Suponga un valor para el parámetro \(\theta\) y genere una muestras de \(n=20, 50, 100\) y \(1000\) para cada uno de los estimadores planteados.

Solución

\(\theta=2\)

 

n=20

set.seed(1204395)
n<-4                             
m<-20*n
theta<-2
lambda<-1/theta
Y <- matrix(rexp(m, lambda),  ncol = n)
Max=apply(Y,1,max)       
Min=apply(Y,1,min)       
theta1 <- apply(Y, 1, function(x) (x[1] + x[2])/6 + (x[3] + x[4])/3)
theta2 <- apply(Y, 1, function(x) (x[1] + (2*x[2]) + (3*x[3]) + (4*x[4]))/5)
theta3 <- apply(Y, 1, function(x) (x[1] + x[2] + x[3] + x[4])/4)
theta4 <- (Min+Max)/2
T1234 <- data.frame(theta1, theta2, theta3, theta4)
boxplot(T1234, las=1, main="Comparación estimadores con n=20", ylim=c(0,10))
abline(h=2,  col="red")   

# Calculate the mean and standard deviation for each estimator
mean_values <- round(apply(T1234, 2, mean),4)
sd_values <- round(apply(T1234, 2, sd),4)

# Combine the mean and standard deviation into a single data frame
summary_table <- rbind(mean_values, sd_values)

# Convert to a data frame and add row names
summary_table <- as.data.frame(summary_table)
rownames(summary_table) <- c("mean", "sd")

# Print the table using kable
knitr::kable(summary_table, caption = "Resumen de estadísticas para estimadores con n=20")
Resumen de estadísticas para estimadores con n=20
theta1 theta2 theta3 theta4
mean 2.0394 4.0265 2.2087 2.6726
sd 0.7364 1.6521 0.7820 1.0911

 

n=50

set.seed(1204395)
n<-4                             
m<-50*n 
theta<-2
lambda<-1/theta
Y <- matrix(rexp(m, lambda),  ncol = n)
Max<-apply(Y,1,max)       
Min<-apply(Y,1,min)       
theta1 <- apply(Y, 1, function(x) (x[1] + x[2])/6 + (x[3] + x[4])/3)
theta2 <- apply(Y, 1, function(x) (x[1] + (2*x[2]) + (3*x[3]) + (4*x[4]))/5)
theta3 <- apply(Y, 1, function(x) (x[1] + x[2] + x[3] + x[4])/4)
theta4 <- (Min+Max)/2
T1234=data.frame(theta1, theta2, theta3, theta4)
boxplot(T1234, las=1, main="Comparación estimadores con n=50", ylim=c(0,10))
abline(h=2,  col="red")       

# Calculate the mean and standard deviation for each estimator
mean_values <- round(apply(T1234, 2, mean),4)
sd_values <- round(apply(T1234, 2, sd),4)

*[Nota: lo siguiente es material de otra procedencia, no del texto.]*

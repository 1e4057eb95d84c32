pub mod color;
pub mod config;
pub mod error;
pub mod id;
pub mod ingest;
pub mod layers;
pub mod layout;
pub mod model;
pub mod scene;
pub mod theme;

pub use color::Color;
pub use config::{CanvasConfig, EditorConfig, SafeZoneConfig, ThemePalette};
pub use error::{SceneError, SceneResult};
pub use id::ObjectId;
pub use ingest::ResolvedAsset;
pub use layers::{Band, LayerGroup, LayerRow};
pub use layout::{CanvasSize, Layout};
pub use model::*;
pub use scene::{BackgroundOrigin, SAFE_ZONE_BOTTOM_ID, SAFE_ZONE_TOP_ID, SceneEvent, SceneStore};
pub use theme::{Theme, ThemeAdapter, ThemeReport};

// Re-export kurbo geometry so downstream crates share one version
pub use kurbo::{Point, Rect};
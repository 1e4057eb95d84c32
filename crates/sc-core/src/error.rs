use thiserror::Error;

/// Failures surfaced by scene mutations. Every variant is raised before any
/// state changes, so a failed call leaves the scene as it was.
#[derive(Debug, Clone, PartialEq, Error)]
pub enum SceneError {
    #[error("invalid object: {0}")]
    InvalidObject(String),

    #[error("invalid geometry: {0}")]
    InvalidGeometry(String),

    #[error("invalid color `{0}`")]
    InvalidColor(String),

    #[error("resource unavailable: {0}")]
    ResourceUnavailable(String),

    #[error("layout could not be read: {0}")]
    Layout(String),

    #[error("config could not be read: {0}")]
    Config(String),
}

pub type SceneResult<T> = Result<T, SceneError>;
//! RGBA colors and the color-string parser.
//!
//! Accepts the forms a properties panel or color picker hands us:
//! `#rgb`, `#rgba`, `#rrggbb`, `#rrggbbaa`, `rgb(r, g, b)`,
//! `rgba(r, g, b, a)` and the names `black`, `white`, `transparent`.
//! Built on `winnow` 0.7.

use crate::error::SceneError;
use serde::{Deserialize, Deserializer, Serialize, Serializer};
use std::fmt;
use std::str::FromStr;
use winnow::ascii::{digit1, space0};
use winnow::combinator::alt;
use winnow::error::{ContextError, ErrMode};
use winnow::prelude::*;
use winnow::token::take_while;

/// 8-bit RGBA color. Equality is exact, which the theme remap relies on.
#[derive(Debug, Clone, Copy, PartialEq, Eq, Hash)]
pub struct Color {
    pub r: u8,
    pub g: u8,
    pub b: u8,
    pub a: u8,
}

impl Color {
    pub const BLACK: Color = Color::rgb(0, 0, 0);
    pub const WHITE: Color = Color::rgb(255, 255, 255);
    pub const TRANSPARENT: Color = Color::rgba(0, 0, 0, 0);

    pub const fn rgb(r: u8, g: u8, b: u8) -> Self {
        Self { r, g, b, a: 255 }
    }

    pub const fn rgba(r: u8, g: u8, b: u8, a: u8) -> Self {
        Self { r, g, b, a }
    }

    /// Parse a user-supplied color string.
    ///
    /// # Errors
    /// Returns [`SceneError::InvalidColor`] if the string is not one of the
    /// accepted forms.
    pub fn parse(input: &str) -> Result<Self, SceneError> {
        let lowered = input.trim().to_ascii_lowercase();
        let mut rest = lowered.as_str();
        match parse_color.parse_next(&mut rest) {
            Ok(color) if rest.trim().is_empty() => Ok(color),
            _ => Err(SceneError::InvalidColor(input.to_string())),
        }
    }

    /// Parse hex digits (`rgb`, `rgba`, `rrggbb`, `rrggbbaa`), `#` optional.
    pub fn from_hex(hex: &str) -> Option<Self> {
        let hex = hex.strip_prefix('#').unwrap_or(hex);
        let bytes = hex.as_bytes();
        let nibble = |i: usize| hex_val(bytes[i]);
        let byte = |i: usize| Some(hex_val(bytes[i])? << 4 | hex_val(bytes[i + 1])?);

        match bytes.len() {
            3 => Some(Self::rgb(nibble(0)? * 17, nibble(1)? * 17, nibble(2)? * 17)),
            4 => Some(Self::rgba(
                nibble(0)? * 17,
                nibble(1)? * 17,
                nibble(2)? * 17,
                nibble(3)? * 17,
            )),
            6 => Some(Self::rgb(byte(0)?, byte(2)?, byte(4)?)),
            8 => Some(Self::rgba(byte(0)?, byte(2)?, byte(4)?, byte(6)?)),
            _ => None,
        }
    }

    /// Lowercase `#rrggbb`, or `#rrggbbaa` when not fully opaque.
    pub fn to_hex(&self) -> String {
        if self.a == 255 {
            format!("#{:02x}{:02x}{:02x}", self.r, self.g, self.b)
        } else {
            format!("#{:02x}{:02x}{:02x}{:02x}", self.r, self.g, self.b, self.a)
        }
    }
}

impl fmt::Display for Color {
    fn fmt(&self, f: &mut fmt::Formatter<'_>) -> fmt::Result {
        f.write_str(&self.to_hex())
    }
}

impl FromStr for Color {
    type Err = SceneError;

    fn from_str(s: &str) -> Result<Self, Self::Err> {
        Color::parse(s)
    }
}

impl Serialize for Color {
    fn serialize<S: Serializer>(&self, serializer: S) -> Result<S::Ok, S::Error> {
        serializer.serialize_str(&self.to_hex())
    }
}

impl<'de> Deserialize<'de> for Color {
    fn deserialize<D: Deserializer<'de>>(deserializer: D) -> Result<Self, D::Error> {
        let s = String::deserialize(deserializer)?;
        Color::parse(&s).map_err(serde::de::Error::custom)
    }
}

fn hex_val(c: u8) -> Option<u8> {
    match c {
        b'0'..=b'9' => Some(c - b'0'),
        b'a'..=b'f' => Some(c - b'a' + 10),
        b'A'..=b'F' => Some(c - b'A' + 10),
        _ => None,
    }
}

// ─── Parsers ─────────────────────────────────────────────────────────────

fn backtrack() -> ErrMode<ContextError> {
    ErrMode::Backtrack(ContextError::new())
}

fn parse_color(input: &mut &str) -> ModalResult<Color> {
    alt((parse_hex_color, parse_functional_color, parse_named_color)).parse_next(input)
}

fn parse_hex_color(input: &mut &str) -> ModalResult<Color> {
    let _ = '#'.parse_next(input)?;
    let digits: &str = take_while(3..=8, |c: char| c.is_ascii_hexdigit()).parse_next(input)?;
    Color::from_hex(digits).ok_or_else(backtrack)
}

fn parse_named_color(input: &mut &str) -> ModalResult<Color> {
    alt((
        "black".value(Color::BLACK),
        "white".value(Color::WHITE),
        "transparent".value(Color::TRANSPARENT),
    ))
    .parse_next(input)
}

/// `rgb(r, g, b)` or `rgba(r, g, b, a)` with `a` in `[0, 1]`.
fn parse_functional_color(input: &mut &str) -> ModalResult<Color> {
    let name: &str = alt(("rgba", "rgb")).parse_next(input)?;
    skip_space(input);
    let _ = '('.parse_next(input)?;
    skip_space(input);
    let r = parse_channel(input)?;
    parse_separator(input)?;
    let g = parse_channel(input)?;
    parse_separator(input)?;
    let b = parse_channel(input)?;
    let a = if name == "rgba" {
        parse_separator(input)?;
        parse_alpha(input)?
    } else {
        255
    };
    skip_space(input);
    let _ = ')'.parse_next(input)?;
    Ok(Color::rgba(r, g, b, a))
}

fn parse_channel(input: &mut &str) -> ModalResult<u8> {
    let digits: &str = digit1.parse_next(input)?;
    digits
        .parse::<u16>()
        .ok()
        .and_then(|v| u8::try_from(v).ok())
        .ok_or_else(backtrack)
}

fn parse_alpha(input: &mut &str) -> ModalResult<u8> {
    let digits: &str =
        take_while(1.., |c: char| c.is_ascii_digit() || c == '.').parse_next(input)?;
    let value: f32 = digits.parse().map_err(|_| backtrack())?;
    if !(0.0..=1.0).contains(&value) {
        return Err(backtrack());
    }
    Ok((value * 255.0).round() as u8)
}

fn parse_separator(input: &mut &str) -> ModalResult<()> {
    skip_space(input);
    let _ = ','.parse_next(input)?;
    skip_space(input);
    Ok(())
}

/// Consume optional whitespace (concrete error type avoids inference issues).
fn skip_space(input: &mut &str) {
    let _: Result<&str, ErrMode<ContextError>> = space0.parse_next(input);
}

#[cfg(test)]
mod tests {
    use super::*;

    #[test]
    fn parses_hex_forms() {
        assert_eq!(Color::parse("#000").unwrap(), Color::BLACK);
        assert_eq!(Color::parse("#000000").unwrap(), Color::BLACK);
        assert_eq!(Color::parse("#FFFFFF").unwrap(), Color::WHITE);
        assert_eq!(Color::parse("#ff000080").unwrap(), Color::rgba(255, 0, 0, 128));
        assert_eq!(Color::parse("#f008").unwrap(), Color::rgba(255, 0, 0, 136));
    }

    #[test]
    fn parses_functional_forms() {
        assert_eq!(
            Color::parse("rgb(34, 34, 34)").unwrap(),
            Color::rgb(34, 34, 34)
        );
        assert_eq!(
            Color::parse("RGBA(255,0,0,0.5)").unwrap(),
            Color::rgba(255, 0, 0, 128)
        );
    }

    #[test]
    fn parses_names() {
        assert_eq!(Color::parse(" White ").unwrap(), Color::WHITE);
        assert_eq!(Color::parse("transparent").unwrap(), Color::TRANSPARENT);
    }

    #[test]
    fn rejects_malformed_input() {
        for bad in ["", "#12", "#12345", "#gggggg", "rgb(1,2)", "rgb(256,0,0)", "red", "#fff trailing"] {
            assert!(
                matches!(Color::parse(bad), Err(SceneError::InvalidColor(_))),
                "{bad:?} should be rejected"
            );
        }
    }

    #[test]
    fn hex_output_is_lowercase() {
        assert_eq!(Color::rgb(0x6C, 0x5C, 0xE7).to_hex(), "#6c5ce7");
        assert_eq!(Color::rgba(255, 0, 0, 128).to_hex(), "#ff000080");
    }
}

# Combine the mean and standard deviation into a single data frame
summary_table <- rbind(mean_values, sd_values)

# Convert to a data frame and add row names
summary_table <- as.data.frame(summary_table)
rownames(summary_table) <- c("mean", "sd")

# Print the table using kable
knitr::kable(summary_table, caption = "Resumen de estadísticas para estimadores con n=50")
Resumen de estadísticas para estimadores con n=50
theta1 theta2 theta3 theta4
mean 1.9879 3.9075 2.0456 2.4021
sd 0.8364 1.7930 0.9236 1.1015

 

n=100

n<-4                             
m<-100*n
theta<-2
lambda<-1/theta
Y <- matrix(rexp(m, lambda),  ncol = n)
Max<-apply(Y,1,max)       
Min<-apply(Y,1,min)       
theta1 <- apply(Y, 1, function(x) (x[1] + x[2])/6 + (x[3] + x[4])/3)
theta2 <- apply(Y, 1, function(x) (x[1] + (2*x[2]) + (3*x[3]) + (4*x[4]))/5)
theta3 <- apply(Y, 1, function(x) (x[1] + x[2] + x[3] + x[4])/4)
theta4 <- (Min+Max)/2
T1234=data.frame(theta1, theta2, theta3, theta4)
boxplot(T1234, las=1, main="Comparación estimadores con n=100", ylim=c(0,10))
abline(h=2,  col="red")

# Calculate the mean and standard deviation for each estimator
mean_values <- round(apply(T1234, 2, mean),4)
sd_values <- round(apply(T1234, 2, sd),4)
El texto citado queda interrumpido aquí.